“Yes,” answered Alan readily; “two pounds.”
“He received five from me for bringing down the newspaper,” said Sorley in a hasty tone, “he sold me to you, and later he sold you to me. You expected to have me arrested, but the boy’s warning enabled me to escape. It is all a question of money. Jotty, as I knew and Grison knew, would sell his soul for gold.”
“Where is the boy now?” asked Dick suddenly, and watching Sorley through half-closed eyes.
“I don’t know. He got his price and left The Monastery, shortly before I went away on my motor bicycle. He may have gone back to Miss Grison for all I know.”
“I don’t think that is likely,” said Alan dryly, “since she hates you, and will not be pleased if she finds out—as she must have done by this time—that Jotty has thwarted her revenge.”
“There you are, there you are,” cried Sorley, greatly excited and gesticulating vehemently, “that beastly woman hates me. It is she who has got me into this trouble. What did I tell you, Alan, what did I tell you? That she had some reason for bringing back the peacock and leaving it in its old place. Now you see the reason; she wished to implicate me in the death of her infernal brother.”
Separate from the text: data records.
//! Google Drive API client
//!
//! Drive serves metadata and uploads from different roots
//! (`/drive/v3` and `/upload/drive/v3`), so the client carries both.

use std::time::Duration;

use reqwest::{Client, Method, RequestBuilder};
use tracing::{debug, warn};

use cloudmirror_core::ports::Credential;

/// Metadata endpoint of the Drive API v3
pub const DRIVE_API_BASE: &str = "https://www.googleapis.com/drive/v3";

/// Upload endpoint of the Drive API v3
pub const DRIVE_UPLOAD_BASE: &str = "https://www.googleapis.com/upload/drive/v3";

const CONNECT_TIMEOUT: Duration = Duration::from_secs(30);

/// HTTP client for Drive API calls
#[derive(Clone)]
pub struct DriveClient {
    client: Client,
    api_base: String,
    upload_base: String,
    access_token: String,
}

impl DriveClient {
    /// Creates a client against the public Drive endpoints
    pub fn new(access_token: impl Into<String>) -> Self {
        Self::with_base_urls(access_token, DRIVE_API_BASE, DRIVE_UPLOAD_BASE)
    }

    /// Creates a client with custom endpoints (useful for testing)
    pub fn with_base_urls(
        access_token: impl Into<String>,
        api_base: impl Into<String>,
        upload_base: impl Into<String>,
    ) -> Self {
        Self {
            client: build_http_client(),
            api_base: api_base.into().trim_end_matches('/').to_string(),
            upload_base: upload_base.into().trim_end_matches('/').to_string(),
            access_token: access_token.into(),
        }
    }

    pub fn from_credential(
        credential: &Credential,
        api_base: impl Into<String>,
        upload_base: impl Into<String>,
    ) -> Self {
        Self::with_base_urls(credential.access_token(), api_base, upload_base)
    }

    pub fn api_base(&self) -> &str {
        &self.api_base
    }

    pub fn upload_base(&self) -> &str {
        &self.upload_base
    }

    /// Authenticated request against the metadata endpoint
    pub fn request(&self, method: Method, path: &str) -> RequestBuilder {
        let url = format!("{}{}", self.api_base, path);
        self.request_url(method, &url)
    }

    /// Authenticated request against the upload endpoint
    pub fn upload_request(&self, method: Method, path: &str) -> RequestBuilder {
        let url = format!("{}{}", self.upload_base, path);
        self.request_url(method, &url)
    }

    /// Authenticated request against an absolute URL, such as an upload session
    pub fn request_url(&self, method: Method, url: &str) -> RequestBuilder {
        debug!(%method, url, "Drive request");
        self.client
            .request(method, url)
            .bearer_auth(&self.access_token)
    }
}

impl std::fmt::Debug for DriveClient {
    fn fmt(&self, f: &mut std::fmt::Formatter<'_>) -> std::fmt::Result {
        f.debug_struct("DriveClient")
            .field("api_base", &self.api_base)
            .field("upload_base", &self.upload_base)
            .finish_non_exhaustive()
    }
}

fn build_http_client() -> Client {
    Client::builder()
        .connect_timeout(CONNECT_TIMEOUT)
        .build()
        .unwrap_or_else(|e| {
            warn!(error = %e, "Failed to configure HTTP client; using defaults");
            Client::new()
        })
}
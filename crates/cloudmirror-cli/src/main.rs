//! cloudmirror CLI - one-way mirror from OneDrive into Google Drive
//!
//! Provides commands for:
//! - Signing in to both providers
//! - Running a mirror pass
//! - Inspecting and creating the configuration file

use std::path::PathBuf;

use anyhow::Result;
use clap::{Parser, Subcommand};

mod commands;
mod logging;
mod output;

use cloudmirror_core::config::Config;
use commands::{auth::AuthCommand, config::ConfigCommand, sync::SyncCommand};
use output::OutputFormat;

#[derive(Debug, Parser)]
#[command(
    name = "cloudmirror",
    version,
    about = "Mirror a OneDrive folder tree into Google Drive"
)]
pub struct Cli {
    /// Output in JSON format
    #[arg(long, global = true)]
    json: bool,

    /// Verbose output (can be repeated: -v, -vv)
    #[arg(short, long, action = clap::ArgAction::Count, global = true)]
    verbose: u8,

    /// Use alternate config file
    #[arg(long, global = true)]
    config: Option<PathBuf>,

    #[command(subcommand)]
    command: Commands,
}

#[derive(Debug, Subcommand)]
pub enum Commands {
    /// Mirror the source tree into the destination
    Sync(SyncCommand),
    /// Authentication commands
    #[command(subcommand)]
    Auth(AuthCommand),
    /// View and manage configuration
    #[command(subcommand)]
    Config(ConfigCommand),
}

#[tokio::main]
async fn main() -> Result<()> {
    let cli = Cli::parse();

    let config_path = cli.config.clone().unwrap_or_else(Config::default_path);
    let logging_config = Config::load(&config_path)
        .map(|c| c.logging)
        .unwrap_or_default();
    logging::init(cli.verbose, &logging_config)?;

    let format = if cli.json {
        OutputFormat::Json
    } else {
        OutputFormat::Human
    };

    match cli.command {
        Commands::Sync(cmd) => cmd.execute(&config_path, format).await,
        Commands::Auth(cmd) => cmd.execute(&config_path, format).await,
        Commands::Config(cmd) => cmd.execute(&config_path, format).await,
    }
}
“Did she really bring back the peacock?” was Dick’s question.
“Yes, she did; I swear that she must have brought it back on the day she came unexpectedly to The Monastery and walked—as I learned later—all over the house. It’s a trap—a trap I tell you. I am innocent; oh yes, I am innocent as a child unborn, but she is doing her best to put a rope round my neck. What are her words in the interview. ‘Find the peacock and you find the assassin of my brother!’ Those are her words, because she knew that I had the bird, and that the mere possession could hang me. Oh, the devil, the cruel vampire that she is!” and he trembled with rage and terror.
“But there is not only the peacock to be considered, Mr. Sorley,” put in Latimer, struck by the vehemence of this defence, and wondering if the man was really innocent after all. “The letter——”
“I wrote the letter,” admitted Sorley swiftly, “and—but one moment Mr. Latimer, you had better present me with a full statement of the evidence upon which you and the police base your charges against me. Then I shall be able to defend myself.”